TASK STATEMENT: Two lines mark the range in the entries below: the one holding "VALUES (?, ?, ?, ?)" and the one holding "with no category.". Set down those two and all lines between them, exactly.

═════ SUPPLIED DATA ═════

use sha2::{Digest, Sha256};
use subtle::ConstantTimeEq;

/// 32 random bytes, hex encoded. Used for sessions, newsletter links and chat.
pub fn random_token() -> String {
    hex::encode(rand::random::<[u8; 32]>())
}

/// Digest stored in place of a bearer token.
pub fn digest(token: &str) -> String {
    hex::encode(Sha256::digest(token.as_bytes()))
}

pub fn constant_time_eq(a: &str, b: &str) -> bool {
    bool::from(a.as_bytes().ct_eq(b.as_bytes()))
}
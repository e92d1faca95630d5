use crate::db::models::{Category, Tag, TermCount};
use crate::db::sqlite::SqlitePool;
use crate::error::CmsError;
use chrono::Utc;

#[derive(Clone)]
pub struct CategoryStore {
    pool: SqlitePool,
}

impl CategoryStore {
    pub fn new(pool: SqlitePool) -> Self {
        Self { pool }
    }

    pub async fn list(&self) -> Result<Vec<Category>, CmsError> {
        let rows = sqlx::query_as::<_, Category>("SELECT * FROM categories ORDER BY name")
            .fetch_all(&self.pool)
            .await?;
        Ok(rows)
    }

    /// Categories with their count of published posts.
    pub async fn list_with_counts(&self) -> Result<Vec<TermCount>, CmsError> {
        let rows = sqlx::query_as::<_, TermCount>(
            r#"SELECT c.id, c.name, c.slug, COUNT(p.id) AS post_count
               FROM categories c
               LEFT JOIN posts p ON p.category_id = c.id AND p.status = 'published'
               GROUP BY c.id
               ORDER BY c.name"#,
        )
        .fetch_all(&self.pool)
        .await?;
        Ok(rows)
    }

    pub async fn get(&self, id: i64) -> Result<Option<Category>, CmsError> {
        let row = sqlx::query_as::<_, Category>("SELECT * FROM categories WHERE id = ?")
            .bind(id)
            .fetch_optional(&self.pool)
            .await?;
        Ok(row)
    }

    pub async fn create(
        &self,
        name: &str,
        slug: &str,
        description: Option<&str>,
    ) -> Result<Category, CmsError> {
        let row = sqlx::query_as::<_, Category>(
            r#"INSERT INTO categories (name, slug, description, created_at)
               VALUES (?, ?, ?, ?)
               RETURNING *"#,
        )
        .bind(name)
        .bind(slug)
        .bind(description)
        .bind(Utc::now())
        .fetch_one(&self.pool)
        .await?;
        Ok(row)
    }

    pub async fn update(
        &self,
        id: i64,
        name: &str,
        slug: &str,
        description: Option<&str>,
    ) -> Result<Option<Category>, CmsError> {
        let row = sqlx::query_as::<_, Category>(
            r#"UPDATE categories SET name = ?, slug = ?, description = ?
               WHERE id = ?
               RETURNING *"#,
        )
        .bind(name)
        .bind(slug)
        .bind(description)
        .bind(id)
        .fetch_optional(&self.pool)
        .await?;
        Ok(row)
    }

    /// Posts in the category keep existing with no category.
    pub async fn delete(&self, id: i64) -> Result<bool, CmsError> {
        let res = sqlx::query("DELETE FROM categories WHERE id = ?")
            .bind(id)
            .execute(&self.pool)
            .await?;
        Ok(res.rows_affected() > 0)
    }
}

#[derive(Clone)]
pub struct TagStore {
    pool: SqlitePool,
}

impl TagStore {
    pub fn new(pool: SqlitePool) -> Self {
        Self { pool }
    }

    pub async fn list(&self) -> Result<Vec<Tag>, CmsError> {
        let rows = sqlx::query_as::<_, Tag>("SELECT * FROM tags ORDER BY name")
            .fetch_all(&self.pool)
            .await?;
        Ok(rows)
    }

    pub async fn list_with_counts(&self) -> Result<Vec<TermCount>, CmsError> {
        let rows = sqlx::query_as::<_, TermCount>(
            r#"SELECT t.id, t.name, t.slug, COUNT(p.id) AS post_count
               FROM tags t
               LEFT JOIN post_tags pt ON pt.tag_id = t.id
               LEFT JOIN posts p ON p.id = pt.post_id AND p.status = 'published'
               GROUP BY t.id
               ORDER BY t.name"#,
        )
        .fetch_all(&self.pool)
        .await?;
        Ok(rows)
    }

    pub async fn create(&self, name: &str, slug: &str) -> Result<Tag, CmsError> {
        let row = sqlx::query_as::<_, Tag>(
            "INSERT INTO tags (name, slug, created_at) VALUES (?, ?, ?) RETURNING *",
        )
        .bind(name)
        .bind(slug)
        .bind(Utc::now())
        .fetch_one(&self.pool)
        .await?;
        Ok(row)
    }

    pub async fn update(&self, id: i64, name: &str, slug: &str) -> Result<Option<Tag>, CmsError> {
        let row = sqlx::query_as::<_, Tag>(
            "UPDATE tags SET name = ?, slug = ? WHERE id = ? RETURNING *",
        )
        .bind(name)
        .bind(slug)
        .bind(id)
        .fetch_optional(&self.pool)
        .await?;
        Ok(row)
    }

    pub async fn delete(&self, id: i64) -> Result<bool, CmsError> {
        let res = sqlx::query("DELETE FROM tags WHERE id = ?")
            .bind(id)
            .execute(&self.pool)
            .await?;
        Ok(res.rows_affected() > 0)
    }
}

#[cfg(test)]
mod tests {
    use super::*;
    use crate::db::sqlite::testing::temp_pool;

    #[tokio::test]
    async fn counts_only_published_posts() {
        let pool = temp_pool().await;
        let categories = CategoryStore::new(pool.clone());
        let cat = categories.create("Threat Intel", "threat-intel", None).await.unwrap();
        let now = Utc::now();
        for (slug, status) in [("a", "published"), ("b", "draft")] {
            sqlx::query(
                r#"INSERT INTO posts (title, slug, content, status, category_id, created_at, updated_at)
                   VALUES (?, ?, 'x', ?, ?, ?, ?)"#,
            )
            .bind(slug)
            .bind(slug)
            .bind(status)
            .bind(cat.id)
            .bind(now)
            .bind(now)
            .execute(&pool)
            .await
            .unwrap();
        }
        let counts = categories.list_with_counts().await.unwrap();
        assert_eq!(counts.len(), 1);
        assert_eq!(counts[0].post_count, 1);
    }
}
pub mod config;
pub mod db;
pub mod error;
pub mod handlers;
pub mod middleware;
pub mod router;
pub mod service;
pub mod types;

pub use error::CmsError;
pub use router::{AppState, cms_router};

═════

RESPONSE AREA:
               VALUES (?, ?, ?, ?)
               RETURNING *"#,
        )
        .bind(name)
        .bind(slug)
        .bind(description)
        .bind(Utc::now())
        .fetch_one(&self.pool)
        .await?;
        Ok(row)
    }

    pub async fn update(
        &self,
        id: i64,
        name: &str,
        slug: &str,
        description: Option<&str>,
    ) -> Result<Option<Category>, CmsError> {
        let row = sqlx::query_as::<_, Category>(
            r#"UPDATE categories SET name = ?, slug = ?, description = ?
               WHERE id = ?
               RETURNING *"#,
        )
        .bind(name)
        .bind(slug)
        .bind(description)
        .bind(id)
        .fetch_optional(&self.pool)
        .await?;
        Ok(row)
    }

    /// Posts in the category keep existing with no category.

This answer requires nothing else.